Task item -
Show every line from the data below that includes "UserRole".
Input records Start Marker
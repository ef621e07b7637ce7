/// Configuration management for the API server
///
/// This module loads configuration from environment variables and provides
/// a type-safe configuration struct.
///
/// # Environment Variables
///
/// - `DATABASE_URL`: PostgreSQL connection string (required)
/// - `DATABASE_MAX_CONNECTIONS`: Pool size (default: 10)
/// - `API_HOST`: Host to bind to (default: 0.0.0.0)
/// - `API_PORT`: Port to bind to (default: 8080)
/// - `JWT_SECRET`: Secret key for JWT signing (required, min 32 chars)
/// - `CORS_ORIGINS`: Comma-separated allowed origins (default: *)
/// - `PRODUCTION`: Enables HSTS and strict CORS when "true"
/// - `RUST_LOG`: Log level (default: info)
///
/// # Example
///
/// ```no_run
/// use teamflow_api::config::Config;
///
/// # fn example() -> anyhow::Result<()> {
/// let config = Config::from_env()?;
/// println!("Server will listen on {}:{}", config.api.host, config.api.port);
/// # Ok(())
/// # }
/// ```

use serde::{Deserialize, Serialize};
use std::env;

/// Complete application configuration
#[derive(Debug, Clone, Serialize, Deserialize)]
pub struct Config {
    /// API server configuration
    pub api: ApiConfig,

    /// Database configuration
    pub database: DatabaseConfig,

    /// JWT configuration
    pub jwt: JwtConfig,
}

/// API server configuration
#[derive(Debug, Clone, Serialize, Deserialize)]
pub struct ApiConfig {
    /// Host to bind to
    pub host: String,

    /// Port to bind to
    pub port: u16,

    /// Allowed CORS origins; `*` means permissive (development)
    pub cors_origins: Vec<String>,

    /// Production mode: enables HSTS
    pub production: bool,
}

/// Database configuration
#[derive(Debug, Clone, Serialize, Deserialize)]
pub struct DatabaseConfig {
    /// PostgreSQL connection URL
    pub url: String,

    /// Maximum number of connections in pool
    pub max_connections: u32,
}

/// JWT configuration
#[derive(Debug, Clone, Serialize, Deserialize)]
pub struct JwtConfig {
    /// Secret key for JWT signing
    ///
    /// IMPORTANT: This must be kept secret and should be at least 32 bytes.
    /// Generate with: `openssl rand -hex 32`
    pub secret: String,
}

impl Config {
    /// Loads configuration from environment variables
    ///
    /// # Errors
    ///
    /// Returns an error if:
    /// - Required environment variables are missing
    /// - Environment variables have invalid values
    pub fn from_env() -> anyhow::Result<Self> {
        // Load .env file if present (for development)
        dotenvy::dotenv().ok();

        let api_host = env::var("API_HOST").unwrap_or_else(|_| "0.0.0.0".to_string());
        let api_port = env::var("API_PORT")
            .unwrap_or_else(|_| "8080".to_string())
            .parse::<u16>()?;

        let cors_origins = env::var("CORS_ORIGINS")
            .unwrap_or_else(|_| "*".to_string())
            .split(',')
            .map(|s| s.trim().to_string())
            .filter(|s| !s.is_empty())
            .collect();

        let production = env::var("PRODUCTION")
            .map(|v| v == "true" || v == "1")
            .unwrap_or(false);

        let database_url = env::var("DATABASE_URL")
            .map_err(|_| anyhow::anyhow!("DATABASE_URL environment variable is required"))?;

        let max_connections = env::var("DATABASE_MAX_CONNECTIONS")
            .unwrap_or_else(|_| "10".to_string())
            .parse::<u32>()?;

        let jwt_secret = env::var("JWT_SECRET")
            .map_err(|_| anyhow::anyhow!("JWT_SECRET environment variable is required"))?;

        if jwt_secret.len() < 32 {
            anyhow::bail!("JWT_SECRET must be at least 32 characters long");
        }

        Ok(Self {
            api: ApiConfig {
                host: api_host,
                port: api_port,
                cors_origins,
                production,
            },
            database: DatabaseConfig {
                url: database_url,
                max_connections,
            },
            jwt: JwtConfig { secret: jwt_secret },
        })
    }

    /// Returns the server bind address
    pub fn bind_address(&self) -> String {
        format!("{}:{}", self.api.host, self.api.port)
    }
}

#[cfg(test)]
mod tests {
    use super::*;

    fn test_config() -> Config {
        Config {
            api: ApiConfig {
                host: "127.0.0.1".to_string(),
                port: 8080,
                cors_origins: vec!["*".to_string()],
                production: false,
            },
            database: DatabaseConfig {
                url: "postgresql://localhost/test".to_string(),
                max_connections: 10,
            },
            jwt: JwtConfig {
                secret: "test-secret-key-at-least-32-bytes-long".to_string(),
            },
        }
    }

    #[test]
    fn test_bind_address() {
        assert_eq!(test_config().bind_address(), "127.0.0.1:8080");
    }
}
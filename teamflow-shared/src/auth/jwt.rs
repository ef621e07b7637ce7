/// JWT access token generation and validation
///
/// Tokens are signed with HS256 (HMAC-SHA256) and carry the caller's
/// identity and role so authorization checks never need a database
/// round-trip.
///
/// # Security
///
/// - **Algorithm**: HS256 (HMAC with SHA-256)
/// - **Expiration**: 24 hours
/// - **Validation**: Signature, expiration, and issuer checks
/// - **Secret Management**: Secrets should be at least 32 bytes (256 bits)
///
/// Logout is stateless: there is no server-side revocation, so an issued
/// token remains valid until it expires.
///
/// # Example
///
/// ```
/// use teamflow_shared::auth::jwt::{create_token, validate_token, Claims};
/// use teamflow_shared::models::user::UserRole;
/// use uuid::Uuid;
///
/// # fn example() -> Result<(), Box<dyn std::error::Error>> {
/// let claims = Claims::new(Uuid::new_v4(), "a@example.com".into(), UserRole::Worker);
/// let token = create_token(&claims, "your-secret-key-your-secret-key!!")?;
///
/// let validated = validate_token(&token, "your-secret-key-your-secret-key!!")?;
/// assert_eq!(validated.sub, claims.sub);
/// # Ok(())
/// # }
/// ```

use chrono::{Duration, Utc};
use jsonwebtoken::{decode, encode, Algorithm, DecodingKey, EncodingKey, Header, Validation};
use serde::{Deserialize, Serialize};
use uuid::Uuid;

use crate::models::user::UserRole;

/// Token issuer embedded in every token
pub const ISSUER: &str = "teamflow";

/// Access token lifetime in hours
pub const TOKEN_LIFETIME_HOURS: i64 = 24;

/// Error type for JWT operations
#[derive(Debug, thiserror::Error)]
pub enum JwtError {
    /// Failed to create token
    #[error("Failed to create token: {0}")]
    CreateError(String),

    /// Failed to validate token
    #[error("Failed to validate token: {0}")]
    ValidationError(String),

    /// Token has expired
    #[error("Token has expired")]
    Expired,

    /// Invalid issuer
    #[error("Invalid token issuer")]
    InvalidIssuer,
}

/// JWT claims structure
///
/// # Standard Claims
///
/// - `sub`: Subject (user ID)
/// - `iss`: Issuer (always "teamflow")
/// - `iat`: Issued at timestamp
/// - `exp`: Expiration timestamp
///
/// # Custom Claims
///
/// - `email`: The user's email at issue time
/// - `role`: The user's role at issue time
#[derive(Debug, Clone, Serialize, Deserialize)]
pub struct Claims {
    /// Subject - User ID
    pub sub: Uuid,

    /// Issuer - Always "teamflow"
    pub iss: String,

    /// Issued at (Unix timestamp)
    pub iat: i64,

    /// Expiration time (Unix timestamp)
    pub exp: i64,

    /// User email (custom claim)
    pub email: String,

    /// User role (custom claim)
    pub role: UserRole,
}

impl Claims {
    /// Creates new claims with the default 24 hour expiration
    pub fn new(user_id: Uuid, email: String, role: UserRole) -> Self {
        Self::with_expiration(user_id, email, role, Duration::hours(TOKEN_LIFETIME_HOURS))
    }

    /// Creates claims with a custom expiration (used by tests)
    pub fn with_expiration(
        user_id: Uuid,
        email: String,
        role: UserRole,
        expires_in: Duration,
    ) -> Self {
        let now = Utc::now();

        Self {
            sub: user_id,
            iss: ISSUER.to_string(),
            iat: now.timestamp(),
            exp: (now + expires_in).timestamp(),
            email,
            role,
        }
    }

    /// Checks if the token has expired
    pub fn is_expired(&self) -> bool {
        Utc::now().timestamp() >= self.exp
    }
}

/// Creates a signed JWT from claims
///
/// # Errors
///
/// Returns `JwtError::CreateError` if encoding fails.
pub fn create_token(claims: &Claims, secret: &str) -> Result<String, JwtError> {
    encode(
        &Header::new(Algorithm::HS256),
        claims,
        &EncodingKey::from_secret(secret.as_bytes()),
    )
    .map_err(|e| JwtError::CreateError(e.to_string()))
}

/// Validates a JWT and returns its claims
///
/// Checks the signature, expiration, and issuer.
///
/// # Errors
///
/// - `JwtError::Expired` when past the `exp` claim
/// - `JwtError::InvalidIssuer` when the `iss` claim is not "teamflow"
/// - `JwtError::ValidationError` for any other signature/format problem
pub fn validate_token(token: &str, secret: &str) -> Result<Claims, JwtError> {
    let mut validation = Validation::new(Algorithm::HS256);
    validation.set_issuer(&[ISSUER]);

    let data = decode::<Claims>(
        token,
        &DecodingKey::from_secret(secret.as_bytes()),
        &validation,
    )
    .map_err(|e| match e.kind() {
        jsonwebtoken::errors::ErrorKind::ExpiredSignature => JwtError::Expired,
        jsonwebtoken::errors::ErrorKind::InvalidIssuer => JwtError::InvalidIssuer,
        _ => JwtError::ValidationError(e.to_string()),
    })?;

    Ok(data.claims)
}

#[cfg(test)]
mod tests {
    use super::*;

    const SECRET: &str = "test-secret-key-at-least-32-bytes-long";

    fn test_claims(role: UserRole) -> Claims {
        Claims::new(Uuid::new_v4(), "user@example.com".to_string(), role)
    }

    #[test]
    fn test_create_and_validate_token() {
        let claims = test_claims(UserRole::Manager);
        let token = create_token(&claims, SECRET).expect("create should succeed");

        let validated = validate_token(&token, SECRET).expect("validate should succeed");
        assert_eq!(validated.sub, claims.sub);
        assert_eq!(validated.email, "user@example.com");
        assert_eq!(validated.role, UserRole::Manager);
        assert_eq!(validated.iss, ISSUER);
    }

    #[test]
    fn test_validate_with_wrong_secret() {
        let claims = test_claims(UserRole::Worker);
        let token = create_token(&claims, SECRET).expect("create should succeed");

        let result = validate_token(&token, "a-completely-different-secret-key!!");
        assert!(matches!(result, Err(JwtError::ValidationError(_))));
    }

    #[test]
    fn test_validate_expired_token() {
        let claims = Claims::with_expiration(
            Uuid::new_v4(),
            "user@example.com".to_string(),
            UserRole::Worker,
            Duration::hours(-1),
        );
        let token = create_token(&claims, SECRET).expect("create should succeed");

        let result = validate_token(&token, SECRET);
        assert!(matches!(result, Err(JwtError::Expired)));
    }

    #[test]
    fn test_validate_garbage_token() {
        let result = validate_token("not.a.token", SECRET);
        assert!(result.is_err());
    }

    #[test]
    fn test_default_lifetime_is_24_hours() {
        let claims = test_claims(UserRole::Admin);
        let lifetime = claims.exp - claims.iat;
        assert_eq!(lifetime, 24 * 3600);
        assert!(!claims.is_expired());
    }
}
Input records End Marker
Solved problem -
/// use teamflow_shared::models::user::UserRole;
/// let claims = Claims::new(Uuid::new_v4(), "a@example.com".into(), UserRole::Worker);
use crate::models::user::UserRole;
    pub role: UserRole,
    pub fn new(user_id: Uuid, email: String, role: UserRole) -> Self {
        role: UserRole,
    fn test_claims(role: UserRole) -> Claims {
        let claims = test_claims(UserRole::Manager);
        assert_eq!(validated.role, UserRole::Manager);
        let claims = test_claims(UserRole::Worker);
            UserRole::Worker,
        let claims = test_claims(UserRole::Admin);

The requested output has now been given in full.